Schifffahrt

Seeleute leiden immer noch unter Corona-Beschränkungen

Von dpa 17.09.2021, 06:04 • Aktualisiert: 18.09.2021, 22:03
Eine Warnweste mit der Aufschrift „ver.di“.
Eine Warnweste mit der Aufschrift „ver.di“. Tom Weller/dpa/Symbolbild

Bremerhaven/Hamburg - Wegen der Beschränkungen aufgrund der Corona-Pandemie müssen Seeleute oftmals auf Landgänge während ihres Einsatzes verzichten und deutlich längere Fahrtzeiten in Kauf nehmen. Manche Reedereien verböten Schiffsbesatzungen, an Land zu gehen - aus Angst, dass sie das Coronavirus an Bord bringen, sagt Verdi-Gewerkschaftssekretärin Susana Ventura: „Das ist nicht akzeptabel und rechtlich fragwürdig.“ In anderen Fällen seien es Länder, die einen Zutritt selbst in medizinischen Notfällen verweigerten.

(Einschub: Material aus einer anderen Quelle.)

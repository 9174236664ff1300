//! Labeler work queue.
//!
//! A deduplicating queue of keys with the single-flight guarantee: a key handed
//! out by [`WorkQueue::get`] is never handed out again until [`WorkQueue::done`]
//! is called for it. Adds that arrive while the key is being processed are
//! coalesced into one re-add on `done`.
//!
//! Delayed keys sit in a min-heap; due keys are promoted by `get` itself, so the
//! queue needs no timer task of its own.

#![forbid(unsafe_code)]

use std::cmp::Reverse;
use std::collections::{BinaryHeap, VecDeque};
use std::fmt::Debug;
use std::hash::Hash;
use std::sync::{Mutex, MutexGuard};
use std::time::Duration;

use metrics::{counter, gauge};
use rustc_hash::{FxHashMap, FxHashSet};
use tokio::sync::Notify;
use tokio::time::Instant;
use tracing::{debug, trace};

mod backoff;

pub use backoff::ExponentialBackoff;

/// Bounds shared by every work queue key.
pub trait QueueKey: Clone + Eq + Hash + Ord + Debug + Send + 'static {}
impl<T: Clone + Eq + Hash + Ord + Debug + Send + 'static> QueueKey for T {}

struct State<K> {
    pending: VecDeque<K>,
    queued: FxHashSet<K>,
    processing: FxHashSet<K>,
    dirty: FxHashSet<K>,
    delayed: FxHashMap<K, Instant>,
    timers: BinaryHeap<Reverse<(Instant, u64, K)>>,
    seq: u64,
    backoff: ExponentialBackoff<K>,
    shutting_down: bool,
}

impl<K: QueueKey> State<K> {
    /// Returns true when the key landed in `pending`.
    fn push(&mut self, key: K) -> bool {
        if self.shutting_down || self.queued.contains(&key) || self.dirty.contains(&key) {
            return false;
        }
        if self.processing.contains(&key) {
            trace!(?key, "add while processing; marked dirty");
            self.dirty.insert(key);
            return false;
        }
        if self.delayed.contains_key(&key) {
            return false;
        }
        self.queued.insert(key.clone());
        self.pending.push_back(key);
        counter!("labeler_workqueue_adds_total", 1u64);
        gauge!("labeler_workqueue_depth", self.pending.len() as f64);
        true
    }

    fn promote_due(&mut self, now: Instant) -> usize {
        let mut promoted = 0;
        while let Some(Reverse((deadline, _, _))) = self.timers.peek() {
            if *deadline > now {
                break;
            }
            let Some(Reverse((deadline, _, key))) = self.timers.pop() else { break };
            // stale heap entries are skipped
            if self.delayed.get(&key) != Some(&deadline) {
                continue;
            }
            self.delayed.remove(&key);
            if self.push(key) {
                promoted += 1;
            }
        }
        promoted
    }

    fn next_deadline(&self) -> Option<Instant> {
        self.timers.peek().map(|Reverse((deadline, _, _))| *deadline)
    }
}

/// Deduplicating, rate-limiting work queue.
pub struct WorkQueue<K: QueueKey> {
    state: Mutex<State<K>>,
    notify: Notify,
}

impl<K: QueueKey> WorkQueue<K> {
    /// Queue whose rate-limited requeues back off from `base` doubling up to `max`.
    pub fn new(base: Duration, max: Duration) -> Self {
        Self {
            state: Mutex::new(State {
                pending: VecDeque::new(),
                queued: FxHashSet::default(),
                processing: FxHashSet::default(),
                dirty: FxHashSet::default(),
                delayed: FxHashMap::default(),
                timers: BinaryHeap::new(),
                seq: 0,
                backoff: ExponentialBackoff::new(base, max),
                shutting_down: false,
            }),
            notify: Notify::new(),
        }
    }

    fn lock(&self) -> MutexGuard<'_, State<K>> {
        self.state.lock().unwrap_or_else(|e| e.into_inner())
    }

    /// Mark `key` as needing work. No-op if already pending or delayed; marks a
    /// key that is being processed dirty instead.
    pub fn add(&self, key: K) {
        let woke = self.lock().push(key);
        if woke {
            self.notify.notify_one();
        }
    }

    /// Add `key` once `delay` has elapsed. A key already waiting keeps the
    /// earlier of the two deadlines.
    pub fn add_after(&self, key: K, delay: Duration) {
        if delay.is_zero() {
            return self.add(key);
        }
        let deadline = Instant::now() + delay;
        {
            let mut st = self.lock();
            if st.shutting_down || st.queued.contains(&key) {
                return;
            }
            if let Some(existing) = st.delayed.get(&key) {
                if *existing <= deadline {
                    return;
                }
            }
            st.seq = st.seq.wrapping_add(1);
            let seq = st.seq;
            st.delayed.insert(key.clone(), deadline);
            st.timers.push(Reverse((deadline, seq, key.clone())));
            debug!(?key, delay_ms = delay.as_millis() as u64, "scheduled delayed add");
        }
        // waiters recompute their sleep deadline
        self.notify.notify_waiters();
    }

    /// Requeue `key` after its next backoff delay. Returns the delay used.
    pub fn add_rate_limited(&self, key: K) -> Duration {
        let delay = self.lock().backoff.next_delay(&key);
        counter!("labeler_workqueue_retries_total", 1u64);
        self.add_after(key, delay);
        delay
    }

    /// Reset the backoff of `key`.
    pub fn forget(&self, key: &K) {
        self.lock().backoff.forget(key);
    }

    /// Rate-limited requeues since the last `forget`.
    pub fn num_requeues(&self, key: &K) -> u32 {
        self.lock().backoff.failures(key)
    }

    /// Wait for the next key. Returns `None` once the queue is shut down.
    ///
    /// The returned key is owned by the caller until it calls [`done`](Self::done).
    pub async fn get(&self) -> Option<K> {
        loop {
            let notified = self.notify.notified();
            tokio::pin!(notified);
            notified.as_mut().enable();

            let next_deadline = {
                let mut st = self.lock();
                if st.shutting_down {
                    return None;
                }
                st.promote_due(Instant::now());
                if let Some(key) = st.pending.pop_front() {
                    st.queued.remove(&key);
                    st.processing.insert(key.clone());
                    gauge!("labeler_workqueue_depth", st.pending.len() as f64);
                    if !st.pending.is_empty() {
                        // pass the baton in case adds raced with this pop
                        self.notify.notify_one();
                    }
                    return Some(key);
                }
                st.next_deadline()
            };

            match next_deadline {
                Some(deadline) => {
                    tokio::select! {
                        _ = &mut notified => {}
                        _ = tokio::time::sleep_until(deadline) => {}
                    }
                }
                None => notified.await,
            }
        }
    }

    /// Release `key` after processing. A dirty key goes straight back to pending,
    /// even when a requeue delay was scheduled for it during processing.
    pub fn done(&self, key: &K) {
        let woke = {
            let mut st = self.lock();
            st.processing.remove(key);
            if st.dirty.remove(key) {
                // the heap entry goes stale and is skipped on promotion
                st.delayed.remove(key);
                st.push(key.clone())
            } else {
                false
            }
        };
        if woke {
            self.notify.notify_one();
        }
    }

    /// Stop handing out keys. Every blocked and future `get` returns `None`.
    pub fn shutdown(&self) {
        self.lock().shutting_down = true;
        debug!("work queue shutting down");
        self.notify.notify_waiters();
    }

    pub fn is_shutting_down(&self) -> bool { self.lock().shutting_down }

    /// Keys ready for dispatch (due delayed keys included).
    pub fn len(&self) -> usize {
        let mut st = self.lock();
        st.promote_due(Instant::now());
        st.pending.len()
    }

    pub fn is_empty(&self) -> bool { self.len() == 0 }

    pub fn processing_len(&self) -> usize { self.lock().processing.len() }

    pub fn delayed_len(&self) -> usize { self.lock().delayed.len() }

    /// When `key` is due if it is waiting on a delay.
    pub fn delayed_until(&self, key: &K) -> Option<Instant> {
        self.lock().delayed.get(key).copied()
    }
}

Erschwerend komme hinzu, dass die Seeleute wegen der Pandemie länger als vertraglich vereinbart an Bord blieben, weil der Crewwechsel nicht rechtzeitig klappe. „In vielen Länder gibt es Reisebeschränkungen für Seeleute aufgrund ihrer Nationalität“, sagt Bianca Frömming, Vizepräsidentin des Verbandes Deutscher Kapitäne und Schiffsoffiziere. Für einen deutschen Seemann sei es deutlich einfacher zu reisen, als für einen indischen.